His visit to coffee farm Finca San Jose de las Nubes began with a flight to Nicaragua in early 2016, a trip he made with John Kruegler, director of education and an assistant roaster, toting two suitcases full of vitamins to a local clinic in dire need of supplements in a town with astronomical pregnancy rates. Founder David Blanchard and chief roaster Seth Bauserman visited a few months prior, bringing jackets, notepads, pencils and crayons. But to reach the farm, all four would have to brave the drive. “Having ridden it in a late-’70s Toyota Hilux with no brakes, it’s the most frightening road I’ve ever been on,” Robertson says, laughing. “It wasn’t even really a road.”

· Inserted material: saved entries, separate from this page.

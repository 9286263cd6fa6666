//! On-disk cache for raw source payloads
//!
//! Stores each payload body next to a JSON sidecar holding its ETag, content
//! hash and fetch time, keyed by source and resource name. Bodies are written
//! to a `.partial` file first and renamed into place, and a body whose hash
//! does not match its sidecar is treated as untrusted and ignored.

use chrono::{DateTime, Utc};
use mtg_common::SourceId;
use serde::{Deserialize, Serialize};
use sha2::{Digest, Sha256};
use std::io;
use std::path::{Path, PathBuf};

/// Sidecar metadata for a cached payload
#[derive(Debug, Clone, PartialEq, Eq, Serialize, Deserialize)]
pub struct CacheMeta {
    pub etag: Option<String>,
    pub content_hash: String,
    pub fetched_at: DateTime<Utc>,
    pub len: u64,
}

/// A trusted cache hit
#[derive(Debug, Clone)]
pub struct CachedPayload {
    pub body: Vec<u8>,
    pub meta: CacheMeta,
}

/// Hex SHA-256 of a payload body
pub fn content_hash(body: &[u8]) -> String {
    format!("{:x}", Sha256::digest(body))
}

/// Persistent payload cache rooted at a directory
pub struct PayloadCache {
    cache_dir: PathBuf,
}

impl PayloadCache {
    /// Create a cache rooted at `cache_dir`, creating the directory if needed
    pub fn new(cache_dir: &Path) -> Self {
        if let Err(e) = std::fs::create_dir_all(cache_dir) {
            log::warn!("Failed to create payload cache directory: {}", e);
        } else {
            log::info!("Payload cache directory: {:?}", cache_dir);
        }
        Self {
            cache_dir: cache_dir.to_path_buf(),
        }
    }

    pub fn dir(&self) -> &Path {
        &self.cache_dir
    }

    fn body_path(&self, source: SourceId, resource: &str) -> PathBuf {
        self.cache_dir.join(source.as_str()).join(resource)
    }

    fn meta_path(&self, source: SourceId, resource: &str) -> PathBuf {
        self.cache_dir
            .join(source.as_str())
            .join(format!("{}.meta.json", resource))
    }

    /// Read a cached payload, returning `None` on a miss or an untrusted entry
    pub fn get(&self, source: SourceId, resource: &str) -> Option<CachedPayload> {
        let meta_json = std::fs::read_to_string(self.meta_path(source, resource)).ok()?;
        let meta: CacheMeta = match serde_json::from_str(&meta_json) {
            Ok(meta) => meta,
            Err(e) => {
                log::warn!("Ignoring unreadable cache metadata for {}/{}: {}", source, resource, e);
                return None;
            }
        };
        let body = std::fs::read(self.body_path(source, resource)).ok()?;

        if content_hash(&body) != meta.content_hash {
            log::warn!(
                "Ignoring cached payload {}/{}: content hash does not match metadata",
                source,
                resource
            );
            return None;
        }

        log::debug!("Payload cache hit for {}/{}", source, resource);
        Some(CachedPayload { body, meta })
    }

    /// Store a payload body and its metadata
    pub fn put(&self, source: SourceId, resource: &str, body: &[u8], meta: &CacheMeta) -> io::Result<()> {
        let body_path = self.body_path(source, resource);
        if let Some(parent) = body_path.parent() {
            std::fs::create_dir_all(parent)?;
        }

        // Drop stale metadata first so a crash mid-write leaves a miss, not a mismatch
        let meta_path = self.meta_path(source, resource);
        match std::fs::remove_file(&meta_path) {
            Ok(()) => {}
            Err(e) if e.kind() == io::ErrorKind::NotFound => {}
            Err(e) => return Err(e),
        }

        write_atomic(&body_path, body)?;
        let meta_json = serde_json::to_vec_pretty(meta).map_err(io::Error::other)?;
        write_atomic(&meta_path, &meta_json)?;

        log::debug!("Cached {} bytes for {}/{}", body.len(), source, resource);
        Ok(())
    }

    /// Store a payload, logging instead of failing
    pub fn insert(&self, source: SourceId, resource: &str, body: &[u8], meta: &CacheMeta) {
        if let Err(e) = self.put(source, resource, body, meta) {
            log::warn!("Failed to cache payload for {}/{}: {}", source, resource, e);
        }
    }
}

fn write_atomic(path: &Path, bytes: &[u8]) -> io::Result<()> {
    let mut partial = path.as_os_str().to_owned();
    partial.push(".partial");
    let partial = PathBuf::from(partial);
    std::fs::write(&partial, bytes)?;
    std::fs::rename(&partial, path)
}

#[cfg(test)]
mod tests {
    use super::*;
    use tempfile::TempDir;

    fn meta_for(body: &[u8], etag: Option<&str>) -> CacheMeta {
        CacheMeta {
            etag: etag.map(str::to_string),
            content_hash: content_hash(body),
            fetched_at: Utc::now(),
            len: body.len() as u64,
        }
    }

    #[test]
    fn test_put_and_get_payload() {
        let temp_dir = TempDir::new().unwrap();
        let cache = PayloadCache::new(temp_dir.path());
        let body = br#"{"object":"list","data":[]}"#;

        assert!(cache.get(SourceId::Scryfall, "sets").is_none());

        cache
            .put(SourceId::Scryfall, "sets", body, &meta_for(body, Some("\"abc\"")))
            .unwrap();

        let hit = cache.get(SourceId::Scryfall, "sets").unwrap();
        assert_eq!(hit.body, body.to_vec());
        assert_eq!(hit.meta.etag.as_deref(), Some("\"abc\""));
    }

    #[test]
    fn test_sources_cached_separately() {
        let temp_dir = TempDir::new().unwrap();
        let cache = PayloadCache::new(temp_dir.path());

        cache.insert(SourceId::Mtgjson, "data.json", b"one", &meta_for(b"one", None));
        cache.insert(SourceId::Vectors, "data.json", b"two", &meta_for(b"two", None));

        assert_eq!(cache.get(SourceId::Mtgjson, "data.json").unwrap().body, b"one");
        assert_eq!(cache.get(SourceId::Vectors, "data.json").unwrap().body, b"two");
    }

    #[test]
    fn test_tampered_body_is_untrusted() {
        let temp_dir = TempDir::new().unwrap();
        let cache = PayloadCache::new(temp_dir.path());
        cache.insert(SourceId::Vectors, "manifest.json", b"full", &meta_for(b"full", None));

        // Simulate a torn write
        std::fs::write(temp_dir.path().join("vectors").join("manifest.json"), b"fu").unwrap();

        assert!(cache.get(SourceId::Vectors, "manifest.json").is_none());
    }

    #[test]
    fn test_leftover_partial_file_is_ignored() {
        let temp_dir = TempDir::new().unwrap();
        let cache = PayloadCache::new(temp_dir.path());
        let dir = temp_dir.path().join("scryfall");
        std::fs::create_dir_all(&dir).unwrap();
        std::fs::write(dir.join("sets.partial"), b"half a payl").unwrap();

        assert!(cache.get(SourceId::Scryfall, "sets").is_none());
    }
}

Coffee doesn’t grow just anywhere. It needs high elevation to create microclimates suitable for ripening the fruit and eventually drying the the beans, which is why Finca San Jose de las Nubes is located on a very large mountain. Once you eventually reach the city of Matagalpa, imagine climbing into the backseat of a truck, no seat belts. A driver begins your journey in first gear up a 30-degree slope, off-roading not over potholes, but rain forest gullies. The trip is just eight or 10 miles, but it takes you an hour to drive up the mountain’s winding, jostling path. Once, the truck broke and a team of men had to remove thousands of pounds of coffee from the bed, flip the car over, re-weld the frame, and load it again.
Coming down the mountain, without brakes, is harrowing. And that’s when the clock is ticking. In the oppressive humidity of a rain forest, coffee ferments in a matter of hours, and transportation to the drying facilities is the only thing that can halt the process.
“You could take a really high-grade coffee, and the truck breaks down and you can’t get down the hill,” Robertson says. “Then it ferments a little too much and then you have 89-scored coffee that’s now scoring at a 75, and then we can’t buy it because at that point it’s going to taste like sour wine.”
But Blanchard’s found a fix: building a road would not only help ensure their product’s transportation but improve — and potentially save — the lives of the farmers. Toward the end of summer, they wired the money and a team of 15 men quickly set to digging and laying gravel for a safe, man-made road that should be completed this month or next.
In Colombia, they’re working to provide transportation to middle schools, in an effort to curb the area’s elementary-school dropout rates. In Nicaragua, they’re sourcing tools for the clinic’s first dental program. In Ethiopia, they’re working with a nongovernmental organization that teaches former child soldiers agricultural skills.
“We don’t want to run the risk of trying to guilt our customers. That’s not the goal. And it’s not a goal to be able to brag about the nice things that we’ve done,” Robertson says of the humanitarian work, adding, “No matter what we do, we just want it to be a net win for everybody. Not just feel-good, and not just for our benefit.”